//! End-to-end SwipeAction tests driven by the gesture robot.

use std::rc::Rc;

use pincer_core::Point;
use pincer_testing::{Counter, CountingHaptics, GestureRobot};
use pincer_ui::{
    ControllerPorts, SwipeAction, SwipeActionConfig, SwipeActionItem, SwipeSide,
};

fn one_right_action(counter: &Counter) -> SwipeAction {
    SwipeAction::new(
        SwipeActionConfig {
            action_width: 80.0,
            friction: 0.8,
            ..SwipeActionConfig::default()
        },
        Vec::new(),
        vec![SwipeActionItem::new(counter.hook())],
    )
}

#[test]
fn release_past_half_width_triggers_the_action_exactly_once() {
    let presses = Counter::new();
    let haptics = CountingHaptics::new();
    let row = one_right_action(&presses)
        .with_ports(ControllerPorts::default().with_haptics(Rc::new(haptics.clone())));
    let mut robot = GestureRobot::new(row);

    robot.drag(1, Point::new(200.0, 100.0), Point::new(110.0, 100.0), 5);
    let settled = robot.settle();

    assert_eq!(presses.count(), 1);
    assert_eq!(haptics.pulses(), 1);
    // reset_after_action snaps the row shut again.
    assert_eq!(settled.translate_x, 0.0);
    assert!(!robot.controller().is_open());
}

#[test]
fn short_slow_release_springs_back_without_firing() {
    let presses = Counter::new();
    let row = one_right_action(&presses);
    let mut robot = GestureRobot::new(row);

    // 30px over 10 frames is well under the velocity threshold.
    robot.drag(1, Point::new(200.0, 100.0), Point::new(170.0, 100.0), 10);
    let settled = robot.settle();

    assert_eq!(presses.count(), 0);
    assert_eq!(settled.translate_x, 0.0);
}

#[test]
fn fast_flick_reveals_the_first_action_group_without_firing() {
    let presses = Counter::new();
    let row = one_right_action(&presses);
    let mut robot = GestureRobot::new(row);

    // Same 30px but in two frames: ~940 px/s.
    robot.drag(1, Point::new(200.0, 100.0), Point::new(170.0, 100.0), 2);
    let settled = robot.settle();

    assert_eq!(presses.count(), 0);
    assert_eq!(settled.translate_x, -80.0);
    assert!(robot.controller().is_open());
}

#[test]
fn furthest_activated_action_fires_and_row_holds_open() {
    let near = Counter::new();
    let far = Counter::new();
    let row = SwipeAction::new(
        SwipeActionConfig {
            action_width: 80.0,
            reset_after_action: false,
            ..SwipeActionConfig::default()
        },
        Vec::new(),
        vec![SwipeActionItem::new(near.hook()), SwipeActionItem::new(far.hook())],
    );
    let mut robot = GestureRobot::new(row);

    robot.drag(1, Point::new(300.0, 100.0), Point::new(100.0, 100.0), 6);
    let settled = robot.settle();

    assert_eq!(near.count(), 0, "only the furthest action fires");
    assert_eq!(far.count(), 1);
    // Held open at the full two-action extent.
    assert_eq!(settled.translate_x, -160.0);
    assert!(robot.controller().is_open());
}

#[test]
fn tapping_a_revealed_button_fires_it_directly() {
    let presses = Counter::new();
    let row = SwipeAction::new(
        SwipeActionConfig {
            reset_after_action: false,
            ..SwipeActionConfig::default()
        },
        Vec::new(),
        vec![SwipeActionItem::new(presses.hook())],
    );
    let mut robot = GestureRobot::new(row);
    // Reveal without activating (fast flick).
    robot.drag(1, Point::new(200.0, 100.0), Point::new(170.0, 100.0), 2);
    robot.settle();
    assert_eq!(presses.count(), 0);

    robot.controller_mut().press_action(SwipeSide::Right, 0);
    assert_eq!(presses.count(), 1);
}

#[test]
fn vertical_motion_never_moves_the_row() {
    let presses = Counter::new();
    let row = one_right_action(&presses);
    let mut robot = GestureRobot::new(row);

    robot.drag(1, Point::new(100.0, 100.0), Point::new(95.0, 300.0), 8);
    let settled = robot.settle();
    assert_eq!(settled.translate_x, 0.0);
    assert_eq!(presses.count(), 0);
}

#[test]
fn reveal_travel_is_clamped_with_friction_beyond_the_extent() {
    let presses = Counter::new();
    let row = one_right_action(&presses);
    let mut robot = GestureRobot::new(row);

    robot.press(1, Point::new(400.0, 100.0));
    robot.drag_segment(1, Point::new(400.0, 100.0), Point::new(0.0, 100.0), 8);
    let live = robot.transform().translate_x;
    // Extent is one action (80); friction 0.8 dampens the remaining 320px of
    // travel, capped at half an action width.
    assert!(live < -80.0 && live >= -120.0, "live offset {live}");
    robot.release(1, Point::new(0.0, 100.0));
    robot.settle();
    assert_eq!(presses.count(), 1);
}

#[test]
fn double_release_does_not_double_fire() {
    let presses = Counter::new();
    let row = one_right_action(&presses);
    let mut robot = GestureRobot::new(row);
    robot.drag(1, Point::new(200.0, 100.0), Point::new(110.0, 100.0), 5);
    robot.release(1, Point::new(110.0, 100.0));
    robot.settle();
    assert_eq!(presses.count(), 1);
}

⁂

* What to work on *
When you copy the data, keep every line word for word.

* Task response *
//! End-to-end SwipeAction tests driven by the gesture robot.

use std::rc::Rc;

use pincer_core::Point;
use pincer_testing::{Counter, CountingHaptics, GestureRobot};
use pincer_ui::{
    ControllerPorts, SwipeAction, SwipeActionConfig, SwipeActionItem, SwipeSide,
};

fn one_right_action(counter: &Counter) -> SwipeAction {
    SwipeAction::new(
        SwipeActionConfig {
            action_width: 80.0,
            friction: 0.8,
            ..SwipeActionConfig::default()
        },
        Vec::new(),
        vec![SwipeActionItem::new(counter.hook())],
    )
}

#[test]
fn release_past_half_width_triggers_the_action_exactly_once() {
    let presses = Counter::new();
    let haptics = CountingHaptics::new();
    let row = one_right_action(&presses)
        .with_ports(ControllerPorts::default().with_haptics(Rc::new(haptics.clone())));
    let mut robot = GestureRobot::new(row);

    robot.drag(1, Point::new(200.0, 100.0), Point::new(110.0, 100.0), 5);
    let settled = robot.settle();

    assert_eq!(presses.count(), 1);
    assert_eq!(haptics.pulses(), 1);
    // reset_after_action snaps the row shut again.
    assert_eq!(settled.translate_x, 0.0);
    assert!(!robot.controller().is_open());
}

#[test]
fn short_slow_release_springs_back_without_firing() {
    let presses = Counter::new();
    let row = one_right_action(&presses);
    let mut robot = GestureRobot::new(row);

    // 30px over 10 frames is well under the velocity threshold.
    robot.drag(1, Point::new(200.0, 100.0), Point::new(170.0, 100.0), 10);
    let settled = robot.settle();

    assert_eq!(presses.count(), 0);
    assert_eq!(settled.translate_x, 0.0);
}

#[test]
fn fast_flick_reveals_the_first_action_group_without_firing() {
    let presses = Counter::new();
    let row = one_right_action(&presses);
    let mut robot = GestureRobot::new(row);

    // Same 30px but in two frames: ~940 px/s.
    robot.drag(1, Point::new(200.0, 100.0), Point::new(170.0, 100.0), 2);
    let settled = robot.settle();

    assert_eq!(presses.count(), 0);
    assert_eq!(settled.translate_x, -80.0);
    assert!(robot.controller().is_open());
}

#[test]
fn furthest_activated_action_fires_and_row_holds_open() {
    let near = Counter::new();
    let far = Counter::new();
    let row = SwipeAction::new(
        SwipeActionConfig {
            action_width: 80.0,
            reset_after_action: false,
            ..SwipeActionConfig::default()
        },
        Vec::new(),
        vec![SwipeActionItem::new(near.hook()), SwipeActionItem::new(far.hook())],
    );
    let mut robot = GestureRobot::new(row);

    robot.drag(1, Point::new(300.0, 100.0), Point::new(100.0, 100.0), 6);
    let settled = robot.settle();

    assert_eq!(near.count(), 0, "only the furthest action fires");
    assert_eq!(far.count(), 1);
    // Held open at the full two-action extent.
    assert_eq!(settled.translate_x, -160.0);
    assert!(robot.controller().is_open());
}

#[test]
fn tapping_a_revealed_button_fires_it_directly() {
    let presses = Counter::new();
    let row = SwipeAction::new(
        SwipeActionConfig {
            reset_after_action: false,
            ..SwipeActionConfig::default()
        },
        Vec::new(),
        vec![SwipeActionItem::new(presses.hook())],
    );
    let mut robot = GestureRobot::new(row);
    // Reveal without activating (fast flick).
    robot.drag(1, Point::new(200.0, 100.0), Point::new(170.0, 100.0), 2);
    robot.settle();
    assert_eq!(presses.count(), 0);

    robot.controller_mut().press_action(SwipeSide::Right, 0);
    assert_eq!(presses.count(), 1);
}

#[test]
fn vertical_motion_never_moves_the_row() {
    let presses = Counter::new();
    let row = one_right_action(&presses);
    let mut robot = GestureRobot::new(row);

    robot.drag(1, Point::new(100.0, 100.0), Point::new(95.0, 300.0), 8);
    let settled = robot.settle();
    assert_eq!(settled.translate_x, 0.0);
    assert_eq!(presses.count(), 0);
}

#[test]
fn reveal_travel_is_clamped_with_friction_beyond_the_extent() {
    let presses = Counter::new();
    let row = one_right_action(&presses);
    let mut robot = GestureRobot::new(row);

    robot.press(1, Point::new(400.0, 100.0));
    robot.drag_segment(1, Point::new(400.0, 100.0), Point::new(0.0, 100.0), 8);
    let live = robot.transform().translate_x;
    // Extent is one action (80); friction 0.8 dampens the remaining 320px of
    // travel, capped at half an action width.
    assert!(live < -80.0 && live >= -120.0, "live offset {live}");
    robot.release(1, Point::new(0.0, 100.0));
    robot.settle();
    assert_eq!(presses.count(), 1);
}

#[test]
fn double_release_does_not_double_fire() {
    let presses = Counter::new();
    let row = one_right_action(&presses);
    let mut robot = GestureRobot::new(row);
    robot.drag(1, Point::new(200.0, 100.0), Point::new(110.0, 100.0), 5);
    robot.release(1, Point::new(110.0, 100.0));
    robot.settle();
    assert_eq!(presses.count(), 1);
}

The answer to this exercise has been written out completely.